------ INFORMATION GIVEN

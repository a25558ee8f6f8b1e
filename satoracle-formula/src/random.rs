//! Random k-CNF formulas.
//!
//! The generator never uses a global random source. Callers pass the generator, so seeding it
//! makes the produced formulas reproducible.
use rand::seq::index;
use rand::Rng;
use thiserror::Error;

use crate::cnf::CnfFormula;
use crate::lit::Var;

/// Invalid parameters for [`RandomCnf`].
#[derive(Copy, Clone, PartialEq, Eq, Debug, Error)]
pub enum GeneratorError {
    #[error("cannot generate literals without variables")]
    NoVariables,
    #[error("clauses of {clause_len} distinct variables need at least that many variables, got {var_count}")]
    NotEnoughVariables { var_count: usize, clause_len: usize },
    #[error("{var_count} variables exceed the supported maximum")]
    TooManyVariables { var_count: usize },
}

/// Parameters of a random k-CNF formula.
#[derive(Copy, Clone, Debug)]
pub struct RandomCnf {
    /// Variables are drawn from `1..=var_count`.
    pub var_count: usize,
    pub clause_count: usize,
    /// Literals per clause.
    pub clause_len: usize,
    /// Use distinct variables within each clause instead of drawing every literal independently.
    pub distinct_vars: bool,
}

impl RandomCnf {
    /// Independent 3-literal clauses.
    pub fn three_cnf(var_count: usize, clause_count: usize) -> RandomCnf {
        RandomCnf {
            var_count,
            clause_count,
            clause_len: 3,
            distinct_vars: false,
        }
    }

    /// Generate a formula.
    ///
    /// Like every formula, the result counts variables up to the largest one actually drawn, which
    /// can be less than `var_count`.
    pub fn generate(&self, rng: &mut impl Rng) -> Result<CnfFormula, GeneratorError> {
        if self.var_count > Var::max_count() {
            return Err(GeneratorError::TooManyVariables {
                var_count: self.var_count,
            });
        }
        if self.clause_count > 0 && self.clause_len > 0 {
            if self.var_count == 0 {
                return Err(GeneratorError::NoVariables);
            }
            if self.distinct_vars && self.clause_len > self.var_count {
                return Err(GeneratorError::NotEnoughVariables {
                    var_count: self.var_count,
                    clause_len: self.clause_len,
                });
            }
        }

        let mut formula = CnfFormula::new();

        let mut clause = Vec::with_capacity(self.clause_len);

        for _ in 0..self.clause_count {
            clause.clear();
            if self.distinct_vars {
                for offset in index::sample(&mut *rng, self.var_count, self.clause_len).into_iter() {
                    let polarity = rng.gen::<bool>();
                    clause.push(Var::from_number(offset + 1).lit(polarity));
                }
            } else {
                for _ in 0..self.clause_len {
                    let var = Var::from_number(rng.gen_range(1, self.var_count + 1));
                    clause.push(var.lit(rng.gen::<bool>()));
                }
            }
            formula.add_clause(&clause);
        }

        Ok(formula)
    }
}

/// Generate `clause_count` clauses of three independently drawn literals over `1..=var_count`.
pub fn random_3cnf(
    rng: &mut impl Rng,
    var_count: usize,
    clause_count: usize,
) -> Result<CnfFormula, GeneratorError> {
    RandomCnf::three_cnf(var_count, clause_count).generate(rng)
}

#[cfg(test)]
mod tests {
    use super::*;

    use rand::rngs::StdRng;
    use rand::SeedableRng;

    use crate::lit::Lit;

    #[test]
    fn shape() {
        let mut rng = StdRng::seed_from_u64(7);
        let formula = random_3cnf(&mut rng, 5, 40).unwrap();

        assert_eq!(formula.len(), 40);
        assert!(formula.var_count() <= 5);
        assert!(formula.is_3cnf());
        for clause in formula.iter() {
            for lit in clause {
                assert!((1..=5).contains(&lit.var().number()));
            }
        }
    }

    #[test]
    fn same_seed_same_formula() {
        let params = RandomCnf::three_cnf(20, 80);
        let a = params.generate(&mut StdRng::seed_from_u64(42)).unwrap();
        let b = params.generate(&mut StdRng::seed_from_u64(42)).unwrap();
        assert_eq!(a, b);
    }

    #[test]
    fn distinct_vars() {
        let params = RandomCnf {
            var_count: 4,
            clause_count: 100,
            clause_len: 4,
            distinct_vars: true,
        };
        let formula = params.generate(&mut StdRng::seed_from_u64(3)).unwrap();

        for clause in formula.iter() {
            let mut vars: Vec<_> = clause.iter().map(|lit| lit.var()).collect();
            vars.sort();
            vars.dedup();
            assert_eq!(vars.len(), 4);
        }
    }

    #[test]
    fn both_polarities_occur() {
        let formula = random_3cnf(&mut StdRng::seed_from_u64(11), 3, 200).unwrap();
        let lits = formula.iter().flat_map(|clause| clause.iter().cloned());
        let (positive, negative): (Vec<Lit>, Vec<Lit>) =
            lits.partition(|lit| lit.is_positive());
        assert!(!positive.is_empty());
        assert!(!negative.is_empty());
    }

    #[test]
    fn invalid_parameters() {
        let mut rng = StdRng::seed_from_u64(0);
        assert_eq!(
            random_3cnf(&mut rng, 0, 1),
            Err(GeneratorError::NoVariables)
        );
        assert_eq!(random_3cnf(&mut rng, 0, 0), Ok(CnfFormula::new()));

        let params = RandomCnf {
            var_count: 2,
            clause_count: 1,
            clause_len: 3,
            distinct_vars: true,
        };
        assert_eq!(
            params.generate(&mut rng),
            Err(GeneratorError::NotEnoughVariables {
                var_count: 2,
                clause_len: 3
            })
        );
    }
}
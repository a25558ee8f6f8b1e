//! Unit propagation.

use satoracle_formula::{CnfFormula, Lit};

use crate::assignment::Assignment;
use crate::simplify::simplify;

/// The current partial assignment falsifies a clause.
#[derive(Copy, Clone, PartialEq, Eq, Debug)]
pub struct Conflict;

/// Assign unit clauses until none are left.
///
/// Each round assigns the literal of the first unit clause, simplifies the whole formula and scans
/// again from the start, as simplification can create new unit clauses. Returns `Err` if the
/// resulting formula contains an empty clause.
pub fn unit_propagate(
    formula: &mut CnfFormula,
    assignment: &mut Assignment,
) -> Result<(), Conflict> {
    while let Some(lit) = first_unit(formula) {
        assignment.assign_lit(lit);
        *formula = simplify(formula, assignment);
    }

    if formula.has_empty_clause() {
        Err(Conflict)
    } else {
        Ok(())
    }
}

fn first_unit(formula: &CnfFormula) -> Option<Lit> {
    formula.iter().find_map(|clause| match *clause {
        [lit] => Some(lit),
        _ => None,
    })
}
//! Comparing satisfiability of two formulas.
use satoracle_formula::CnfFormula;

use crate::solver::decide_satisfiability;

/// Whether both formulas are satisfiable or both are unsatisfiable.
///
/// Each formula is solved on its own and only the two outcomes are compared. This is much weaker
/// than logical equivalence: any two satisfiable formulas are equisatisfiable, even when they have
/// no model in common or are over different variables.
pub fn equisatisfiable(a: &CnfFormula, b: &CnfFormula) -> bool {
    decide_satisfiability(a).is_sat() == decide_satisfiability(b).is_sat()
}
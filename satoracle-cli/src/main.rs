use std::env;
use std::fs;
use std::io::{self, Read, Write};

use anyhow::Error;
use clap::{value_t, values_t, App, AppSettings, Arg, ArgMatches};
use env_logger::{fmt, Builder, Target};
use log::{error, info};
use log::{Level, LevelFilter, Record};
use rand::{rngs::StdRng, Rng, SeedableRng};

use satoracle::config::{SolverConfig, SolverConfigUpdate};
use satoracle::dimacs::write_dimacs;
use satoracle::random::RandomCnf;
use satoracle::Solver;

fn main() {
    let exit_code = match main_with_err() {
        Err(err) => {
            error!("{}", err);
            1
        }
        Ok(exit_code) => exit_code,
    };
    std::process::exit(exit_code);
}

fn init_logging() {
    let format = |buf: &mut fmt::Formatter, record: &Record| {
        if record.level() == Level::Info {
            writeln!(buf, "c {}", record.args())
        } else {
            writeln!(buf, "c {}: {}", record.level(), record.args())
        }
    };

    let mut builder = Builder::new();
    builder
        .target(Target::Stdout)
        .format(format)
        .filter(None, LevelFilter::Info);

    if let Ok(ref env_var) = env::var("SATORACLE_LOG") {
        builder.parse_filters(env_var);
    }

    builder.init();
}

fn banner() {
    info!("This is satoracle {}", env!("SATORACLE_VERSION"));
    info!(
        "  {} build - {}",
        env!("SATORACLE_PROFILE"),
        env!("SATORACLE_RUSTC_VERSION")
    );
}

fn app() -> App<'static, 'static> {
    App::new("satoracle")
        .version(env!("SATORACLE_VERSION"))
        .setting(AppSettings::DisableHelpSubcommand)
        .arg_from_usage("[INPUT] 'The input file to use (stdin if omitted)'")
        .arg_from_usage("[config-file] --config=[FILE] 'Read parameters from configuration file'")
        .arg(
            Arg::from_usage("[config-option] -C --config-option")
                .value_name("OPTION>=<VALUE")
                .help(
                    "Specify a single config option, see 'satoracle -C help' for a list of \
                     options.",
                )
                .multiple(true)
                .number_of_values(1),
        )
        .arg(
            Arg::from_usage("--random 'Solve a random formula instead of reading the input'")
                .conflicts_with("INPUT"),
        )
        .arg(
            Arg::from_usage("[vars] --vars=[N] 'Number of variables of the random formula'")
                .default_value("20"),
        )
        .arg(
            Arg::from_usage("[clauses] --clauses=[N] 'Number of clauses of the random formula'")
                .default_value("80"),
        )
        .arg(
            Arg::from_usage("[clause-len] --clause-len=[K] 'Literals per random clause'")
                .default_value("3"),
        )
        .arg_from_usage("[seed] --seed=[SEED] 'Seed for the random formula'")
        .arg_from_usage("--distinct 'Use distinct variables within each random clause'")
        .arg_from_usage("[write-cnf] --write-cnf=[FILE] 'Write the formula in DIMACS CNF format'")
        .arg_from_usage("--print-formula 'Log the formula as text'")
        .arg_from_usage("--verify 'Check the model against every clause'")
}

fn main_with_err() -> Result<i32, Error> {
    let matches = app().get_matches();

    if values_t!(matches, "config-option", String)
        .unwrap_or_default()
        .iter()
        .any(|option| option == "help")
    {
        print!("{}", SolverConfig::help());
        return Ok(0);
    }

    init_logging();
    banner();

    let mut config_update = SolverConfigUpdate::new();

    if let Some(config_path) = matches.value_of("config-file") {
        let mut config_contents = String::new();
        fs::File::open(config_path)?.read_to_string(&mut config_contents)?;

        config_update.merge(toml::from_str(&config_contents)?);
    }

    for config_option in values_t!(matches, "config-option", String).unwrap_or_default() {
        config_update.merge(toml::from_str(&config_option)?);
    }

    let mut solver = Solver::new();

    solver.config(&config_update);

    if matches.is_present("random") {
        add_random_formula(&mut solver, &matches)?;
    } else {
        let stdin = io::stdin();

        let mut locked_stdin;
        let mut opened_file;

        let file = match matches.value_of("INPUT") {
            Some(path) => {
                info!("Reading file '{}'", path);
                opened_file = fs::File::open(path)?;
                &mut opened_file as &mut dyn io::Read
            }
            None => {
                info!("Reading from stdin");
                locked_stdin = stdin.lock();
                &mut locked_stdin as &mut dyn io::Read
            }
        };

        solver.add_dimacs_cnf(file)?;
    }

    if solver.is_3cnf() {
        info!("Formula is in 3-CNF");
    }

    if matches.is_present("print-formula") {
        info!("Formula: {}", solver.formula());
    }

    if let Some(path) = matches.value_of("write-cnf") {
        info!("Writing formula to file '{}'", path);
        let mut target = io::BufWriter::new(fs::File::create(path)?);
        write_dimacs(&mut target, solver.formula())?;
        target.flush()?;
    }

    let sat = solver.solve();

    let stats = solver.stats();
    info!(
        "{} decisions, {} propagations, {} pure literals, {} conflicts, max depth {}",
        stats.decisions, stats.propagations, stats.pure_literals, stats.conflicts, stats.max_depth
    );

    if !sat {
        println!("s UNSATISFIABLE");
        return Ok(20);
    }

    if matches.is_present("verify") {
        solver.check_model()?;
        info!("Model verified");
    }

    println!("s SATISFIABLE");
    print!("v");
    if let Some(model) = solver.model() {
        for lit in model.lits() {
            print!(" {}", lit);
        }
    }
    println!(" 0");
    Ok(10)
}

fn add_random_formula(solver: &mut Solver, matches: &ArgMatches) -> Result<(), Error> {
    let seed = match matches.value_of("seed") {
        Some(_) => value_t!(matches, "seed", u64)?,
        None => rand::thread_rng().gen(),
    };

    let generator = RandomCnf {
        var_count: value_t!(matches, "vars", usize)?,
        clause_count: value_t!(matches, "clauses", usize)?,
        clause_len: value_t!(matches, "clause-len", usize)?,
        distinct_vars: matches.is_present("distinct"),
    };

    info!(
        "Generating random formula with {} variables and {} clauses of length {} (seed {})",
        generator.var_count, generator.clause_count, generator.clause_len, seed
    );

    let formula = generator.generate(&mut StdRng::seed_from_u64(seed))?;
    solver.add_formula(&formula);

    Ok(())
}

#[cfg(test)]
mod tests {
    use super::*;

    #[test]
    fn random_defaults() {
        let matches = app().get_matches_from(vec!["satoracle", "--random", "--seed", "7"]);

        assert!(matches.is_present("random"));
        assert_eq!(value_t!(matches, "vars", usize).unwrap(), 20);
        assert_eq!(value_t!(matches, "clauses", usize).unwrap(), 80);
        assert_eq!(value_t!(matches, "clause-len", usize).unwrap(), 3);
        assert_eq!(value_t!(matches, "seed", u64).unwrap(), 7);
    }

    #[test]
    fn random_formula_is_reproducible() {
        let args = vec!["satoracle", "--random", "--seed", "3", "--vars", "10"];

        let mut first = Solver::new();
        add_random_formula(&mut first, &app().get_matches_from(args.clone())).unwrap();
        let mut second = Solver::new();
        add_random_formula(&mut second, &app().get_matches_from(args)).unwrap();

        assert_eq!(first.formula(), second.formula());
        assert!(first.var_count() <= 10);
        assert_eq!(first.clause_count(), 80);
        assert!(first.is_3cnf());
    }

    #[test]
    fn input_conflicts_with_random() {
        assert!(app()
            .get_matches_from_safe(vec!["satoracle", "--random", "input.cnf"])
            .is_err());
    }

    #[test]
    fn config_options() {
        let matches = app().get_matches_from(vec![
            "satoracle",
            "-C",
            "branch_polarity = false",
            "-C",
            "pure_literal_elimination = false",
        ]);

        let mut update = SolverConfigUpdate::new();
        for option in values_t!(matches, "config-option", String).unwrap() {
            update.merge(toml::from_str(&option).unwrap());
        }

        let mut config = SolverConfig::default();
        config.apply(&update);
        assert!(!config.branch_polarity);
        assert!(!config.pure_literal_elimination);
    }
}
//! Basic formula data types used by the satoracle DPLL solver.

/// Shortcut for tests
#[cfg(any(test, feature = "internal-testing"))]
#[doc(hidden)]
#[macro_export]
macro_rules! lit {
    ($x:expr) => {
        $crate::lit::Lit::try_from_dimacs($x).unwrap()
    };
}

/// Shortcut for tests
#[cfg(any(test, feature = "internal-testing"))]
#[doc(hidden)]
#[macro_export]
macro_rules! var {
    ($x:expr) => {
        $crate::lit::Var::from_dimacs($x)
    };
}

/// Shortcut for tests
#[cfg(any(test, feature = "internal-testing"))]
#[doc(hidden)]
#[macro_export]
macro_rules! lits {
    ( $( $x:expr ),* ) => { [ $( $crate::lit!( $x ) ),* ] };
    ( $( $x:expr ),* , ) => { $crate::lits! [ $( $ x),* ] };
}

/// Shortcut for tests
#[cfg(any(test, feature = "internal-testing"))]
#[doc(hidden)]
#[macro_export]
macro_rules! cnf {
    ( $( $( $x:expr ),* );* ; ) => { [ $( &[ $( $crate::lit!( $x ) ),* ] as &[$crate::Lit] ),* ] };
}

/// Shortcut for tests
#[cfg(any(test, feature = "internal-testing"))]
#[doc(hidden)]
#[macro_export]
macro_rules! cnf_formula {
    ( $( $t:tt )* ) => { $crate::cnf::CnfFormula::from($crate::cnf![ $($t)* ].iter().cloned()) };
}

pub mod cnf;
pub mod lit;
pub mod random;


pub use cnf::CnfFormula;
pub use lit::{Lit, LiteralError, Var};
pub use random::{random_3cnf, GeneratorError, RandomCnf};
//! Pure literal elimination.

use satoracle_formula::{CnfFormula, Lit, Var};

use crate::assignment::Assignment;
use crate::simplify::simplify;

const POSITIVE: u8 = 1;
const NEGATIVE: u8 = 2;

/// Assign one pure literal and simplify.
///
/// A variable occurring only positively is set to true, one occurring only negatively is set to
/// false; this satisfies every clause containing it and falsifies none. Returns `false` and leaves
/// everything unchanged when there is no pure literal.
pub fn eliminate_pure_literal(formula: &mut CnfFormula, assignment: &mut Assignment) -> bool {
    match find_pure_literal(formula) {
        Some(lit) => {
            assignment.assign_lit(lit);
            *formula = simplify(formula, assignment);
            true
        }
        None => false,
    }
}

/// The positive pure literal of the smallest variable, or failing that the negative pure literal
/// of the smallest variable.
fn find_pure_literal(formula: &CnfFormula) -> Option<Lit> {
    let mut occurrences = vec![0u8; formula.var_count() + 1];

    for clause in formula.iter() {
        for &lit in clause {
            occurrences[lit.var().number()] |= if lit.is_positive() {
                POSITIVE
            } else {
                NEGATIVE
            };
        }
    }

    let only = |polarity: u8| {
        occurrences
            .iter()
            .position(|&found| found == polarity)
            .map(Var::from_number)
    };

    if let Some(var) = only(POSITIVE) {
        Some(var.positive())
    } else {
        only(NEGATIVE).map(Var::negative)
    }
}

------------

Copy out every line of the data where the word "than" occurs.

    /// can be less than `var_count`.
/// than logical equivalence: any two satisfiable formulas are equisatisfiable, even when they have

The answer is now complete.